__Given data__
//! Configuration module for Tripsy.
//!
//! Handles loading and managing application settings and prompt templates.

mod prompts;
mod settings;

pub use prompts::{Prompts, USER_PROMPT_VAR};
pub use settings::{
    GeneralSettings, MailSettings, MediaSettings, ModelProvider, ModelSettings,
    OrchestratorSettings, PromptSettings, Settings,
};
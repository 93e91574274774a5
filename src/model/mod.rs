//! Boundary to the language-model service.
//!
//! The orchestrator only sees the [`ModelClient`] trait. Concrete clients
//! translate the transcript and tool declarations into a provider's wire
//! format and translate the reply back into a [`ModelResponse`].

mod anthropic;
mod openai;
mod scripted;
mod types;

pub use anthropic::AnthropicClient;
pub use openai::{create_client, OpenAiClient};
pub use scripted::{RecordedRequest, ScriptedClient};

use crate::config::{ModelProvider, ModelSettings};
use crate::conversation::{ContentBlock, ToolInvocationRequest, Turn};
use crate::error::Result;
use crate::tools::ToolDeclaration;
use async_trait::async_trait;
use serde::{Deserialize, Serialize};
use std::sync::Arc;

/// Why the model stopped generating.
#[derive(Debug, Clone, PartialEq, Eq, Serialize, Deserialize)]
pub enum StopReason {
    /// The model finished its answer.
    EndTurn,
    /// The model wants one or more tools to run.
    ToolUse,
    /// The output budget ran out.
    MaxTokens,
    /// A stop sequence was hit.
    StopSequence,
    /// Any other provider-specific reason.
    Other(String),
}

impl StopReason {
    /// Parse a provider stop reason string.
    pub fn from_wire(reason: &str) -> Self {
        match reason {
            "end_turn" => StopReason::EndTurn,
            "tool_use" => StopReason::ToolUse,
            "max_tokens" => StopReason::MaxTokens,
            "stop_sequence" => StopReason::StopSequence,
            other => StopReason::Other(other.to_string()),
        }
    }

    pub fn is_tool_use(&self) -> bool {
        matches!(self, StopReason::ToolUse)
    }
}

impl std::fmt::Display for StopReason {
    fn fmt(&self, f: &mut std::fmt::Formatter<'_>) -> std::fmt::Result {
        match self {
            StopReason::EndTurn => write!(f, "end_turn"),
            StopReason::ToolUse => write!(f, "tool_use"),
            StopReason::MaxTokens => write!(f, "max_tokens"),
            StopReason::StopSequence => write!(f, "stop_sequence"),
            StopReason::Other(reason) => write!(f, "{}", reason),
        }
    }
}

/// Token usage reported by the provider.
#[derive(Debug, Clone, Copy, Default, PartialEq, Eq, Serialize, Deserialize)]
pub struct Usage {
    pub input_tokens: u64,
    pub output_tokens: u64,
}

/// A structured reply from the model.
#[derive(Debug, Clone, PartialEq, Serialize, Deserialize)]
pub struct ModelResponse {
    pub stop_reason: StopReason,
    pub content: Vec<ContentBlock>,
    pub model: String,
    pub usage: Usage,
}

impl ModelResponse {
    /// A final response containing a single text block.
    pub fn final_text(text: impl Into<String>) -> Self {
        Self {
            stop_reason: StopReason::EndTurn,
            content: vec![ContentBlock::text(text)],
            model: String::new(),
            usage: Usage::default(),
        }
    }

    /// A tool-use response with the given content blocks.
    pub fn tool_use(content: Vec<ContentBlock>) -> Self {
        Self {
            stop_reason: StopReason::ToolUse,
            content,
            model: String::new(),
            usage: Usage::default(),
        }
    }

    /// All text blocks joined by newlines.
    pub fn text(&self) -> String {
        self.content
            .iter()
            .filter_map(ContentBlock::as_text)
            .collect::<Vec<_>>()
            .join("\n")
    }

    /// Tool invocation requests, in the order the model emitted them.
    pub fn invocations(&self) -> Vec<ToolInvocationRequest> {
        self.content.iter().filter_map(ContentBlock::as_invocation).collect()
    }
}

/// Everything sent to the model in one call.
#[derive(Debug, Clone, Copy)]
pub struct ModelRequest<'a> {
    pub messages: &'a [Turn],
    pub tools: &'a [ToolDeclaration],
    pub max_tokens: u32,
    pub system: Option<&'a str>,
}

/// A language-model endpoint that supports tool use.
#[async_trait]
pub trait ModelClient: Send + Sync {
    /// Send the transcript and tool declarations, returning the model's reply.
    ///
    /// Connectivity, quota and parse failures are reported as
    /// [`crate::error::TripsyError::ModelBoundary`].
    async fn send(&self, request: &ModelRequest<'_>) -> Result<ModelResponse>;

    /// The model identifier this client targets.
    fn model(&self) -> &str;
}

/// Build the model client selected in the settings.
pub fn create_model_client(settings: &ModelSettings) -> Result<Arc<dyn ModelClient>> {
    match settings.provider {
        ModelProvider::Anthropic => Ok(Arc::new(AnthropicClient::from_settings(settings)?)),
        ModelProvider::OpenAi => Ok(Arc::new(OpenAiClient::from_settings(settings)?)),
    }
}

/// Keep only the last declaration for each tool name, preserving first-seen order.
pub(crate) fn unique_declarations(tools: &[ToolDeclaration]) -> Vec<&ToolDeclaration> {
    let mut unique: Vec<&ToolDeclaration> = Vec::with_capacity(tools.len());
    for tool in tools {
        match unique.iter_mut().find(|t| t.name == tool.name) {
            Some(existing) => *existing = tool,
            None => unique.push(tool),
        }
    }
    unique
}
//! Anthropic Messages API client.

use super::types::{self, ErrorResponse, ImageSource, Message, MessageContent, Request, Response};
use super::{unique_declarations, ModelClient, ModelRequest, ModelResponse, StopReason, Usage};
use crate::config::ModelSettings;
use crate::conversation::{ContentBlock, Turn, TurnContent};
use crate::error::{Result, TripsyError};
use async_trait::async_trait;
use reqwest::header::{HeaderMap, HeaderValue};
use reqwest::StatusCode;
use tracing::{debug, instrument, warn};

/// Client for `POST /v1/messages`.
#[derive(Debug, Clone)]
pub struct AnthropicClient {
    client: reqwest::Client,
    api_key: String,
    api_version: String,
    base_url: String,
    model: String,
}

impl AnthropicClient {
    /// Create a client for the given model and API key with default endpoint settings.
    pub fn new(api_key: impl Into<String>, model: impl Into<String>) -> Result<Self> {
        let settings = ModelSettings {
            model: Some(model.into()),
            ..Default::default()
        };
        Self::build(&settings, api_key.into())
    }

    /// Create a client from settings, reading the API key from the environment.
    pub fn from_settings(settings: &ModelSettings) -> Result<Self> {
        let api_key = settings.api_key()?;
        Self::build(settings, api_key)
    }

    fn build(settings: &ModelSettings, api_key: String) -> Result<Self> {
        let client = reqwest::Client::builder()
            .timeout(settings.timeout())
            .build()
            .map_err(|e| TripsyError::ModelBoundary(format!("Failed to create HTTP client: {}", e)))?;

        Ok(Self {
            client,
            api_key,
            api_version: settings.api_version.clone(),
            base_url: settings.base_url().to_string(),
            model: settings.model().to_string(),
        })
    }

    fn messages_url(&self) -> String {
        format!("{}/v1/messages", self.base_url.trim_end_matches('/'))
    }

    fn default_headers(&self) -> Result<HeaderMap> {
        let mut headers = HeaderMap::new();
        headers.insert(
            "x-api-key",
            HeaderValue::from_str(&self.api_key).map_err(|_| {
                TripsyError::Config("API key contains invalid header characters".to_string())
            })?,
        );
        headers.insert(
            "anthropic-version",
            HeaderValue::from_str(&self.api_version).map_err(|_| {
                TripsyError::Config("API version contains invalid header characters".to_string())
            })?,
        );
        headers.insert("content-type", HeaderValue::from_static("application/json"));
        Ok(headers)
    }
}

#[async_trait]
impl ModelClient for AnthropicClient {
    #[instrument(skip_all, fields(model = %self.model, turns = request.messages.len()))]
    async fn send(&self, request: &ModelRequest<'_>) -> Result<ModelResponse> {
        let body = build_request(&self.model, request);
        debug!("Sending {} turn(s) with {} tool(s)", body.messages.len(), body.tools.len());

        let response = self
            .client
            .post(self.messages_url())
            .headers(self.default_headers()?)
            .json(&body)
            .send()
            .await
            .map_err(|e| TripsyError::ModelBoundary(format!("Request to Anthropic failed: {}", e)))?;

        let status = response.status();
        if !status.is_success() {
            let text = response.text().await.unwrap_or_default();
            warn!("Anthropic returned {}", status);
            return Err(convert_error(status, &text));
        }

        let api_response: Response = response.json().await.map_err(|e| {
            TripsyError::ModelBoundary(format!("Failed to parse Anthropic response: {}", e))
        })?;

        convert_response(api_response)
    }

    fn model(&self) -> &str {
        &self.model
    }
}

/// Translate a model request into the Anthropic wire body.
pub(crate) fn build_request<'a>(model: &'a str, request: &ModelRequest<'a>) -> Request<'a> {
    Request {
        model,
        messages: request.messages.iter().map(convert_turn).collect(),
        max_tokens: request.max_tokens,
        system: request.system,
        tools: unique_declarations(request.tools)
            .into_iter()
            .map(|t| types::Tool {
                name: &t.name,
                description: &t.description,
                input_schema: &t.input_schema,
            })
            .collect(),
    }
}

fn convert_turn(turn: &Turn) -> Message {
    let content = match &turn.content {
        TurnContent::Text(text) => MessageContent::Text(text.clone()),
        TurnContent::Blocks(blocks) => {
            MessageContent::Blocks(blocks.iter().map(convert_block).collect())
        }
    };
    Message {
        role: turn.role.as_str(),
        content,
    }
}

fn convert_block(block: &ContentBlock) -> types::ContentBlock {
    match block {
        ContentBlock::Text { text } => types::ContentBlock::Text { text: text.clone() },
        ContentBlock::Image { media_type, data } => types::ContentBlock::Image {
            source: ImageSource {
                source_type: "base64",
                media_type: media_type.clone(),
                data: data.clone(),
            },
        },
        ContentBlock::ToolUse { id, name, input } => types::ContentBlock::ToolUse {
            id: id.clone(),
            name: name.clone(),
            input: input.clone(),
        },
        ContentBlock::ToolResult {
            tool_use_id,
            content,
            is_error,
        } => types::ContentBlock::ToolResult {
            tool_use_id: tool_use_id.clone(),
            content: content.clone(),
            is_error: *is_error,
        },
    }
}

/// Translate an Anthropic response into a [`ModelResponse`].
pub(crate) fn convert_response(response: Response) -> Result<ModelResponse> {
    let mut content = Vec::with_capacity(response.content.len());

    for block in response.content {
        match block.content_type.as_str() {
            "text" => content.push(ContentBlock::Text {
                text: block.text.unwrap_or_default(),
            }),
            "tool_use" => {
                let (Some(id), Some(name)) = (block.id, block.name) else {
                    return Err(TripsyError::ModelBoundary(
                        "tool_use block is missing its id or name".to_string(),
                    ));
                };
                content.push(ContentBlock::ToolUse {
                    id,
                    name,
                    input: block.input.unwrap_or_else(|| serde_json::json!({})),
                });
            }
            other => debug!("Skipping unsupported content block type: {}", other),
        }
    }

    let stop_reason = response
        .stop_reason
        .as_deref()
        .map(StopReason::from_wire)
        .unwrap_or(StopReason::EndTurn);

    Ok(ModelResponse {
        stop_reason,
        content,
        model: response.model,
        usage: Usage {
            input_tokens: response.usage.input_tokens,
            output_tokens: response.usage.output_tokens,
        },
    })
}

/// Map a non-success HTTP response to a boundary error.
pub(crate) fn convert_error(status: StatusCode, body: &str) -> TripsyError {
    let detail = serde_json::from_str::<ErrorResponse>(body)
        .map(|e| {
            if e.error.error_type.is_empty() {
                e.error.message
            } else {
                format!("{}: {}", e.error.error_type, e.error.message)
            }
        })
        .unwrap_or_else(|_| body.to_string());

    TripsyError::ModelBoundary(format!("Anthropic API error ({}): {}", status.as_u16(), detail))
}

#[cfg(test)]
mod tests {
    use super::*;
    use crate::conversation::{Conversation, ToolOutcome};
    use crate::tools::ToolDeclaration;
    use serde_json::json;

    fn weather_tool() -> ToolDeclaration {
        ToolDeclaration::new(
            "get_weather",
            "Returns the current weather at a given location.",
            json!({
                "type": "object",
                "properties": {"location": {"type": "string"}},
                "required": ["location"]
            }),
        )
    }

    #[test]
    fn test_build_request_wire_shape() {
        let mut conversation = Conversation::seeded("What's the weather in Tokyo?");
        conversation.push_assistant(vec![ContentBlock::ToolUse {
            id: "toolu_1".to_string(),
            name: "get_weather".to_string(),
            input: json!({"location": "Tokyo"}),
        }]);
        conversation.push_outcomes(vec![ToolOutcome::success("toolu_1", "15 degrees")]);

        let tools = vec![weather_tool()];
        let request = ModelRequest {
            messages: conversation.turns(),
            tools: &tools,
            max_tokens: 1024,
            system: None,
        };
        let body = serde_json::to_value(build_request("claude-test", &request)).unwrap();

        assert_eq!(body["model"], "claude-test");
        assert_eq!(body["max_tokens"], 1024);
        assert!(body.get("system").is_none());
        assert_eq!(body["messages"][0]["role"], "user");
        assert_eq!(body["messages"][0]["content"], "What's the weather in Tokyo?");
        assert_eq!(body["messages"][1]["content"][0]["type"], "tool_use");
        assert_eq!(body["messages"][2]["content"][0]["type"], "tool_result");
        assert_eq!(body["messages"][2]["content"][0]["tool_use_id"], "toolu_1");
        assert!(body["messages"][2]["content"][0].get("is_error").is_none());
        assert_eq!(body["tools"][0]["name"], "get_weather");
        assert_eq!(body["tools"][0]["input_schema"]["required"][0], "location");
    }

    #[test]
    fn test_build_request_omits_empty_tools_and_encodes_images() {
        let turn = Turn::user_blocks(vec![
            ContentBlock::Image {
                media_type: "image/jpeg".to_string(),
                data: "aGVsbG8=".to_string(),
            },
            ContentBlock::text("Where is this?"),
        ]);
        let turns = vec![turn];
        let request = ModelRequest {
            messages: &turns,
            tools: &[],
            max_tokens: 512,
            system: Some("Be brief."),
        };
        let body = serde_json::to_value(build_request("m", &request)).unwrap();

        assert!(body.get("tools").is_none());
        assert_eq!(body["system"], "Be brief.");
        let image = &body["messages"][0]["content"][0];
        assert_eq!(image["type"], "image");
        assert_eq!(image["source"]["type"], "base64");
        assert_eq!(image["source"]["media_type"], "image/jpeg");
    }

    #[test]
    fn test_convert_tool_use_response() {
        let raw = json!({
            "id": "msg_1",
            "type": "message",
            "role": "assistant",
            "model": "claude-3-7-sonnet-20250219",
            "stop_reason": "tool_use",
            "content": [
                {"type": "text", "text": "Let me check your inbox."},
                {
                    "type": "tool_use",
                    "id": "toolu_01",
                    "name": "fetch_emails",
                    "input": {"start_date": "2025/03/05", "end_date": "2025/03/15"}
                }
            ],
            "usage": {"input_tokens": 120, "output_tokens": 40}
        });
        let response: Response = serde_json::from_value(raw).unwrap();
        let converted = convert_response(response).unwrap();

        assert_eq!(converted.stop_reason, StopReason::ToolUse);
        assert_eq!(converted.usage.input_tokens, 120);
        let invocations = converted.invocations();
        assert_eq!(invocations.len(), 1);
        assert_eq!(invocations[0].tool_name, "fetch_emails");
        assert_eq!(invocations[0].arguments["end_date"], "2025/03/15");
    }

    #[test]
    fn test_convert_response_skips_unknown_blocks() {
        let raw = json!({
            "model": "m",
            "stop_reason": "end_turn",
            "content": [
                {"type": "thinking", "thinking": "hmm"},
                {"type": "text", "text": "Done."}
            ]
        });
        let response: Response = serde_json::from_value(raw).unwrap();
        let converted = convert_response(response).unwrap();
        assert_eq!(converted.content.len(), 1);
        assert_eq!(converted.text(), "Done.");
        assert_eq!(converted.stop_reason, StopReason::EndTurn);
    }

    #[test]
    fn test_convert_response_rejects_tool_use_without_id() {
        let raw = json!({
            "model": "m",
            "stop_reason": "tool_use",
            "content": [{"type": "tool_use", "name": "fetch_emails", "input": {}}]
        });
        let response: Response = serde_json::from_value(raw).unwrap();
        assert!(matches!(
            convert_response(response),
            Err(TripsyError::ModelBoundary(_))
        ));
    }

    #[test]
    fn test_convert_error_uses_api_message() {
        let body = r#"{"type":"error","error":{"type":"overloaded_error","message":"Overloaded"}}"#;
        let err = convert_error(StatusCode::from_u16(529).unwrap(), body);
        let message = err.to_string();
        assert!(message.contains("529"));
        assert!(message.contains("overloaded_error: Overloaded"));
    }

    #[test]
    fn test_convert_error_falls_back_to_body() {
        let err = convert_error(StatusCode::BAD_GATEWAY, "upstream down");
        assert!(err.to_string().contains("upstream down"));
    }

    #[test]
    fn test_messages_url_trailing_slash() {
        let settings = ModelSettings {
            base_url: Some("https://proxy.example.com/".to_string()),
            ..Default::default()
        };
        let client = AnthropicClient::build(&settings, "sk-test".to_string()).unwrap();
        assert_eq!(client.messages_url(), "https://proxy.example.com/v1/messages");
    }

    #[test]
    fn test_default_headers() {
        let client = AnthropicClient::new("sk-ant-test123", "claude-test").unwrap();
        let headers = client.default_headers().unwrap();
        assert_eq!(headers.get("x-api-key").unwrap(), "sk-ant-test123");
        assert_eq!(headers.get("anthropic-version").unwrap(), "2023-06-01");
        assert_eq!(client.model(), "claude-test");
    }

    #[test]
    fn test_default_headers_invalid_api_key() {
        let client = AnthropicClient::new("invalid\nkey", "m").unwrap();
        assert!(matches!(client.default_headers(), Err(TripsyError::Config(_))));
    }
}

__Task instructions__
Write out the material above exactly, please, from its first line up to and including the line where "fn fmt(&self, f: &mut" appears, and stop there.

__Exercise solution__
//! Configuration module for Tripsy.
//!
//! Handles loading and managing application settings and prompt templates.

mod prompts;
mod settings;

pub use prompts::{Prompts, USER_PROMPT_VAR};
pub use settings::{
    GeneralSettings, MailSettings, MediaSettings, ModelProvider, ModelSettings,
    OrchestratorSettings, PromptSettings, Settings,
};
repository 93e91574274774a5
filename src/model/mod.rs
//! Boundary to the language-model service.
//!
//! The orchestrator only sees the [`ModelClient`] trait. Concrete clients
//! translate the transcript and tool declarations into a provider's wire
//! format and translate the reply back into a [`ModelResponse`].

mod anthropic;
mod openai;
mod scripted;
mod types;

pub use anthropic::AnthropicClient;
pub use openai::{create_client, OpenAiClient};
pub use scripted::{RecordedRequest, ScriptedClient};

use crate::config::{ModelProvider, ModelSettings};
use crate::conversation::{ContentBlock, ToolInvocationRequest, Turn};
use crate::error::Result;
use crate::tools::ToolDeclaration;
use async_trait::async_trait;
use serde::{Deserialize, Serialize};
use std::sync::Arc;

/// Why the model stopped generating.
#[derive(Debug, Clone, PartialEq, Eq, Serialize, Deserialize)]
pub enum StopReason {
    /// The model finished its answer.
    EndTurn,
    /// The model wants one or more tools to run.
    ToolUse,
    /// The output budget ran out.
    MaxTokens,
    /// A stop sequence was hit.
    StopSequence,
    /// Any other provider-specific reason.
    Other(String),
}

impl StopReason {
    /// Parse a provider stop reason string.
    pub fn from_wire(reason: &str) -> Self {
        match reason {
            "end_turn" => StopReason::EndTurn,
            "tool_use" => StopReason::ToolUse,
            "max_tokens" => StopReason::MaxTokens,
            "stop_sequence" => StopReason::StopSequence,
            other => StopReason::Other(other.to_string()),
        }
    }

    pub fn is_tool_use(&self) -> bool {
        matches!(self, StopReason::ToolUse)
    }
}

impl std::fmt::Display for StopReason {
    fn fmt(&self, f: &mut std::fmt::Formatter<'_>) -> std::fmt::Result {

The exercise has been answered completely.